En Le Jeune  Karl Marx,  vemos a un joven Marx divertido, inquieto, trasnochero, pícaro, provocador, sonriente y con mucho veneno. La película propone un relato que muestra la frescura, la vitalidad, y los desmanes del joven Marx durante los turbulentos años entre 1844 y 1848 en Europa. Pero, ¿cómo funciona la idea de mostrar al fundador del partido comunista como un joven de la generación beatnik en el SXIX? ¿Por qué el relato termina siendo una comedia? ¿Es una película para solemnes militantes de izquierda o una especie de marxismo para jóvenes dummies? Veamos.

 

I.-

El relato no hace demasiado hincapié en la labor del joven Marx (August Diehl) por una cuestión de historia, nunca tuvo lo que se dice un trabajo serio.  Se ganaba la vida escribiendo y de alguna manera haciendo periodismo. Colaboraba para algunos periódicos progre y liberales de la época. El joven Marx se canso de los “eufemismos imprecisos” y las “vagas teorías socialistas y literarias”.  Se cansó de los jóvenes hegelianos que de alguna manera dejaban de meter el dedo en la llaga ante cualquier advertencia o amenaza de censura. Por eso la policía prusiana interviene la redacción de la Gaceta Renana- donde participaban periodistas como Bruno Bauer y Marx Stirner- a causa de los artículos polémicos de Marx. “Estas satisfecho?”  le preguntan al Joven Marx, quien es cuestionado por su arrogancia. Y responde: “Dos cosas me satisfacen: primero, que mi artículo ha tenido efecto, y segundo, que podamos mirar a la cara al depotismo prusiano”.

Marx utilizaba al periodismo como un arma: una especie de periodismo militante en el siglo XIX. Entendía que había que dejar de embellecer las páginas de los periódicos con artículos que no se la jugaran un poco.

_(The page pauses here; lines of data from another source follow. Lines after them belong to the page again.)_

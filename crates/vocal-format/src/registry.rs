//! 容器格式注册表.
//!
//! 管理所有已注册的解封装器/封装器, 支持按格式标识查找和自动探测.

use std::collections::HashMap;

use log::debug;
use vocal_core::{VocalError, VocalResult};

use crate::demuxer::Demuxer;
use crate::format_id::FormatId;
use crate::io::IoContext;
use crate::muxer::Muxer;
use crate::probe::{FormatProbe, ProbeResult, SCORE_EXTENSION};

/// 解封装器工厂函数类型
pub type DemuxerFactory = fn() -> VocalResult<Box<dyn Demuxer>>;

/// 封装器工厂函数类型
pub type MuxerFactory = fn() -> VocalResult<Box<dyn Muxer>>;

/// 探测时读取的最大字节数
const PROBE_SIZE: u64 = 2048;

/// 容器格式注册表
pub struct FormatRegistry {
    /// 解封装器工厂映射
    demuxers: HashMap<FormatId, DemuxerEntry>,
    /// 封装器工厂映射
    muxers: HashMap<FormatId, MuxerEntry>,
    /// 格式探测器列表
    probes: Vec<Box<dyn FormatProbe + Send>>,
}

/// 解封装器注册条目
struct DemuxerEntry {
    name: String,
    factory: DemuxerFactory,
}

/// 封装器注册条目
struct MuxerEntry {
    name: String,
    factory: MuxerFactory,
}

impl FormatRegistry {
    /// 创建空的注册表
    pub fn new() -> Self {
        Self {
            demuxers: HashMap::new(),
            muxers: HashMap::new(),
            probes: Vec::new(),
        }
    }

    /// 注册一个解封装器
    pub fn register_demuxer(
        &mut self,
        format_id: FormatId,
        name: impl Into<String>,
        factory: DemuxerFactory,
    ) {
        self.demuxers.insert(
            format_id,
            DemuxerEntry {
                name: name.into(),
                factory,
            },
        );
    }

    /// 注册一个封装器
    pub fn register_muxer(
        &mut self,
        format_id: FormatId,
        name: impl Into<String>,
        factory: MuxerFactory,
    ) {
        self.muxers.insert(
            format_id,
            MuxerEntry {
                name: name.into(),
                factory,
            },
        );
    }

    /// 注册一个格式探测器
    pub fn register_probe(&mut self, probe: Box<dyn FormatProbe + Send>) {
        self.probes.push(probe);
    }

    /// 创建指定格式的解封装器实例
    pub fn create_demuxer(&self, format_id: FormatId) -> VocalResult<Box<dyn Demuxer>> {
        let entry = self.demuxers.get(&format_id).ok_or_else(|| {
            VocalError::FormatNotFound(format!("未找到 {} 的解封装器", format_id))
        })?;
        (entry.factory)()
    }

    /// 创建指定格式的封装器实例
    pub fn create_muxer(&self, format_id: FormatId) -> VocalResult<Box<dyn Muxer>> {
        let entry = self.muxers.get(&format_id).ok_or_else(|| {
            VocalError::FormatNotFound(format!("未找到 {} 的封装器", format_id))
        })?;
        (entry.factory)()
    }

    /// 探测数据的容器格式
    ///
    /// 遍历所有已注册的探测器, 返回置信度最高的结果.
    pub fn probe(&self, data: &[u8], filename: Option<&str>) -> Option<ProbeResult> {
        let mut best: Option<ProbeResult> = None;
        for probe in &self.probes {
            if let Some(score) = probe.probe(data, filename) {
                let is_better = best.as_ref().is_none_or(|b| score > b.score);
                if is_better {
                    best = Some(ProbeResult {
                        format_id: probe.format_id(),
                        score,
                    });
                }
            }
        }
        best
    }

    /// 获取所有已注册的解封装器名称
    pub fn list_demuxers(&self) -> Vec<(FormatId, &str)> {
        self.demuxers
            .iter()
            .map(|(id, entry)| (*id, entry.name.as_str()))
            .collect()
    }

    /// 获取所有已注册的封装器名称
    pub fn list_muxers(&self) -> Vec<(FormatId, &str)> {
        self.muxers
            .iter()
            .map(|(id, entry)| (*id, entry.name.as_str()))
            .collect()
    }

    /// 探测输入格式 (不打开解封装器)
    ///
    /// 可 seek 的输入: 读取头部数据探测, 然后 seek 回起始位置.
    /// 不可 seek 的输入: 读过的数据无法退回, 只能依据文件扩展名判断.
    pub fn probe_input(
        &self,
        io: &mut IoContext,
        filename: Option<&str>,
    ) -> VocalResult<ProbeResult> {
        if !io.is_seekable() {
            let format_id = filename.and_then(FormatId::from_filename).ok_or_else(|| {
                VocalError::FormatNotFound("不可 seek 的输入只能按扩展名识别格式".into())
            })?;
            debug!("不可 seek 的输入, 按扩展名识别为 {}", format_id);
            return Ok(ProbeResult {
                format_id,
                score: SCORE_EXTENSION,
            });
        }

        let probe_size = io.size().unwrap_or(PROBE_SIZE).min(PROBE_SIZE) as usize;
        let probe_buf = match io.read_up_to(probe_size) {
            Ok(buf) => buf,
            Err(VocalError::Eof) => Vec::new(),
            Err(e) => return Err(e),
        };

        let result = self
            .probe(&probe_buf, filename)
            .ok_or_else(|| VocalError::FormatNotFound("无法识别输入文件格式".to_string()))?;

        // seek 回起始位置, 供后续 demuxer 读取
        io.seek(std::io::SeekFrom::Start(0))?;

        Ok(result)
    }

    /// 根据文件自动探测格式并创建解封装器
    ///
    /// 自动探测格式, 创建对应的解封装器, 并调用 `open()` 解析头部.
    pub fn open_input(
        &self,
        io: &mut IoContext,
        filename: Option<&str>,
    ) -> VocalResult<Box<dyn Demuxer>> {
        let result = self.probe_input(io, filename)?;
        let mut demuxer = self.create_demuxer(result.format_id)?;
        demuxer.open(io)?;
        Ok(demuxer)
    }
}

impl Default for FormatRegistry {
    fn default() -> Self {
        Self::new()
    }
}
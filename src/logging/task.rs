use super::{LoggingConfig, build_current_log_path, open_append_file};
use anyhow::{Context, Result};
use chrono::{DateTime, Duration as ChronoDuration, Local, NaiveDate, TimeZone, Utc};
use flate2::Compression;
use flate2::write::GzEncoder;
use std::fs::{self, File};
use std::io;
use std::path::{Path, PathBuf};
use std::sync::Arc;
use std::sync::atomic::{AtomicBool, Ordering};
use std::time::{Duration, SystemTime};
use tracing::{debug, error};

/// 一次清理的结果
#[derive(Debug, Default, Clone, Copy, PartialEq, Eq)]
pub(super) struct CleanupReport {
    pub removed: usize,
    pub compressed: usize,
}

/// 没有 tokio 运行时时, 只在启动时做一次清理
pub(super) fn run_startup_maintenance(config: &LoggingConfig) {
    if let Err(err) = cleanup_logs(config, Local::now().date_naive()) {
        error!("启动时清理日志失败: {}", err);
    }
}

pub(super) fn spawn_log_maintenance_task(
    handle: &tokio::runtime::Handle,
    config: LoggingConfig,
    rotate_requested: Arc<AtomicBool>,
) {
    handle.spawn(async move {
        let period = Duration::from_secs(config.cleanup_interval_seconds.max(1));
        let mut cleanup_interval = tokio::time::interval(period);
        let mut next_rollover_at = next_rollover_or_retry(Local::now());

        loop {
            tokio::select! {
                _ = cleanup_interval.tick() => {
                    if let Err(err) = cleanup_logs(&config, Local::now().date_naive()) {
                        error!("清理日志失败: {}", err);
                    }
                }
                _ = tokio::time::sleep_until(next_rollover_at) => {
                    let today = Local::now().date_naive();
                    let current =
                        build_current_log_path(Path::new(&config.directory), &config.file_prefix, today);
                    match open_append_file(&current) {
                        Ok(_) => rotate_requested.store(true, Ordering::Release),
                        Err(err) => error!("日志翻滚失败: {}", err),
                    }
                    if let Err(err) = cleanup_logs(&config, today) {
                        error!("翻滚后清理日志失败: {}", err);
                    }
                    next_rollover_at = next_rollover_or_retry(Local::now());
                }
            }
        }
    });
}

fn next_rollover_or_retry(now: DateTime<Local>) -> tokio::time::Instant {
    match compute_next_rollover(now) {
        Ok(at) => at,
        Err(err) => {
            error!("计算下一次翻滚时间失败: {}", err);
            tokio::time::Instant::now() + Duration::from_secs(1)
        }
    }
}

/// 删除超过保留期的日志, 压缩今天之前的未压缩日志
///
/// 只处理 `<prefix>.<YYYY-MM-DD>.log[.gz]` 形式的文件, 目录中的其他文件不受影响.
pub(super) fn cleanup_logs(config: &LoggingConfig, today: NaiveDate) -> Result<CleanupReport> {
    let directory = Path::new(&config.directory);
    let mut report = CleanupReport::default();
    if !directory.exists() {
        return Ok(report);
    }

    let cutoff = today - ChronoDuration::days(config.retention_days);

    for entry in fs::read_dir(directory)? {
        let entry = entry?;
        let file_name = entry.file_name().to_string_lossy().to_string();
        let Some((date, compressed)) = parse_log_file_name(&file_name, &config.file_prefix) else {
            continue;
        };
        let path = entry.path();

        if date < cutoff {
            match fs::remove_file(&path) {
                Ok(()) => report.removed += 1,
                Err(err) => error!("删除过期日志失败, path={}: {}", path.display(), err),
            }
            continue;
        }

        if config.compress_history && !compressed && date < today {
            match compress_to_gz(&path) {
                Ok(()) => report.compressed += 1,
                Err(err) => error!("压缩日志失败: {}", err),
            }
        }
    }

    if report != CleanupReport::default() {
        debug!(
            "日志清理完成: 删除 {} 个, 压缩 {} 个",
            report.removed, report.compressed
        );
    }
    Ok(report)
}

fn compress_to_gz(path: &Path) -> Result<()> {
    let gz_path = PathBuf::from(format!("{}.gz", path.display()));
    if gz_path.exists() {
        return Ok(());
    }

    let mut input =
        File::open(path).with_context(|| format!("打开待压缩日志失败, path={}", path.display()))?;
    let output = File::create(&gz_path)
        .with_context(|| format!("创建压缩日志失败, path={}", gz_path.display()))?;
    let mut encoder = GzEncoder::new(output, Compression::default());
    io::copy(&mut input, &mut encoder)?;
    encoder.finish()?;

    fs::remove_file(path)
        .with_context(|| format!("删除已压缩日志失败, path={}", path.display()))?;
    Ok(())
}

/// 解析 `<prefix>.<YYYY-MM-DD>.log` 或 `<prefix>.<YYYY-MM-DD>.log.gz`
fn parse_log_file_name(file_name: &str, prefix: &str) -> Option<(NaiveDate, bool)> {
    let rest = file_name.strip_prefix(prefix)?.strip_prefix('.')?;
    let (date_part, compressed) = match rest.strip_suffix(".log.gz") {
        Some(date_part) => (date_part, true),
        None => (rest.strip_suffix(".log")?, false),
    };
    if date_part.len() != 10 {
        return None;
    }
    let date = NaiveDate::parse_from_str(date_part, "%Y-%m-%d").ok()?;
    Some((date, compressed))
}

fn compute_next_rollover(now: DateTime<Local>) -> Result<tokio::time::Instant> {
    let next_date = now.date_naive() + ChronoDuration::days(1);
    let next_midnight = next_date
        .and_hms_opt(0, 0, 0)
        .context("计算下一次日志翻滚时间失败")?;
    let next_local = Local
        .from_local_datetime(&next_midnight)
        .earliest()
        .context("转换本地时间失败")?;
    let system_time = SystemTime::from(next_local.with_timezone(&Utc));
    let duration = system_time
        .duration_since(SystemTime::now())
        .unwrap_or(Duration::ZERO);
    Ok(tokio::time::Instant::now() + duration)
}

#[cfg(test)]
mod tests {
    use super::*;
    use flate2::read::GzDecoder;
    use std::io::Read;
    use tempfile::TempDir;

    fn temp_config(temp_dir: &TempDir) -> LoggingConfig {
        let mut config = LoggingConfig::new(temp_dir.path().to_string_lossy().to_string());
        config.retention_days = 7;
        config
    }

    fn date(y: i32, m: u32, d: u32) -> NaiveDate {
        match NaiveDate::from_ymd_opt(y, m, d) {
            Some(date) => date,
            None => panic!("无效日期: {}-{}-{}", y, m, d),
        }
    }

    #[test]
    fn test_parse_log_file_name() {
        let prefix = "vocal";
        assert_eq!(
            parse_log_file_name("vocal.2026-02-06.log", prefix),
            Some((date(2026, 2, 6), false))
        );
        assert_eq!(
            parse_log_file_name("vocal.2026-02-06.log.gz", prefix),
            Some((date(2026, 2, 6), true))
        );
        assert!(parse_log_file_name("vocal.log", prefix).is_none());
        assert!(parse_log_file_name("other.2026-02-06.log", prefix).is_none());
        assert!(parse_log_file_name("vocal.2026-2-6.log", prefix).is_none());
    }

    #[test]
    fn test_清理过期日志并压缩历史日志() {
        let temp_dir = match TempDir::new() {
            Ok(temp_dir) => temp_dir,
            Err(err) => panic!("创建临时目录失败: {}", err),
        };
        let config = temp_config(&temp_dir);
        let dir = temp_dir.path();
        let today = date(2026, 3, 20);

        let write = |name: &str, text: &str| {
            if let Err(err) = fs::write(dir.join(name), text) {
                panic!("写入测试日志失败: {}", err);
            }
        };
        write("vocal.2026-03-01.log", "太旧");
        write("vocal.2026-03-10.log.gz", "太旧");
        write("vocal.2026-03-19.log", "昨天的日志");
        write("vocal.2026-03-20.log", "今天的日志");
        write("notes.txt", "无关文件");

        let report = cleanup_logs(&config, today).ok();
        assert_eq!(
            report,
            Some(CleanupReport {
                removed: 2,
                compressed: 1
            })
        );

        assert!(!dir.join("vocal.2026-03-01.log").exists());
        assert!(!dir.join("vocal.2026-03-10.log.gz").exists());
        assert!(!dir.join("vocal.2026-03-19.log").exists());
        assert!(dir.join("vocal.2026-03-20.log").exists());
        assert!(dir.join("notes.txt").exists());

        let gz = match File::open(dir.join("vocal.2026-03-19.log.gz")) {
            Ok(file) => file,
            Err(err) => panic!("压缩日志不存在: {}", err),
        };
        let mut text = String::new();
        let read = GzDecoder::new(gz).read_to_string(&mut text);
        assert!(read.is_ok());
        assert_eq!(text, "昨天的日志");
    }

    #[test]
    fn test_关闭压缩时保留原文件() {
        let temp_dir = match TempDir::new() {
            Ok(temp_dir) => temp_dir,
            Err(err) => panic!("创建临时目录失败: {}", err),
        };
        let mut config = temp_config(&temp_dir);
        config.compress_history = false;
        let path = temp_dir.path().join("vocal.2026-03-19.log");
        assert!(fs::write(&path, "x").is_ok());

        let report = cleanup_logs(&config, date(2026, 3, 20)).ok();
        assert_eq!(report, Some(CleanupReport::default()));
        assert!(path.exists());
    }

    #[test]
    fn test_目录不存在时不报错() {
        let config = LoggingConfig::new("/nonexistent/vocal-logs");
        let report = cleanup_logs(&config, date(2026, 3, 20)).ok();
        assert_eq!(report, Some(CleanupReport::default()));
    }

    #[tokio::test]
    async fn test_下一次翻滚在一天之内() {
        let at = compute_next_rollover(Local::now());
        let at = match at {
            Ok(at) => at,
            Err(err) => panic!("计算翻滚时间失败: {}", err),
        };
        let wait = at.saturating_duration_since(tokio::time::Instant::now());
        assert!(wait <= Duration::from_secs(25 * 3600));
    }
}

Incluso se entrego a la policía bajo el pretexto de que “una noche en la comisaria les vendría bien”. El joven entendía que en definitiva, de lo que se trataba era de jugársela por una idea y saber que detrás de la objetividad y el edulcorado  que  profesan muchos periodistas  (como vemos en la actualidad), se esconde una ideología.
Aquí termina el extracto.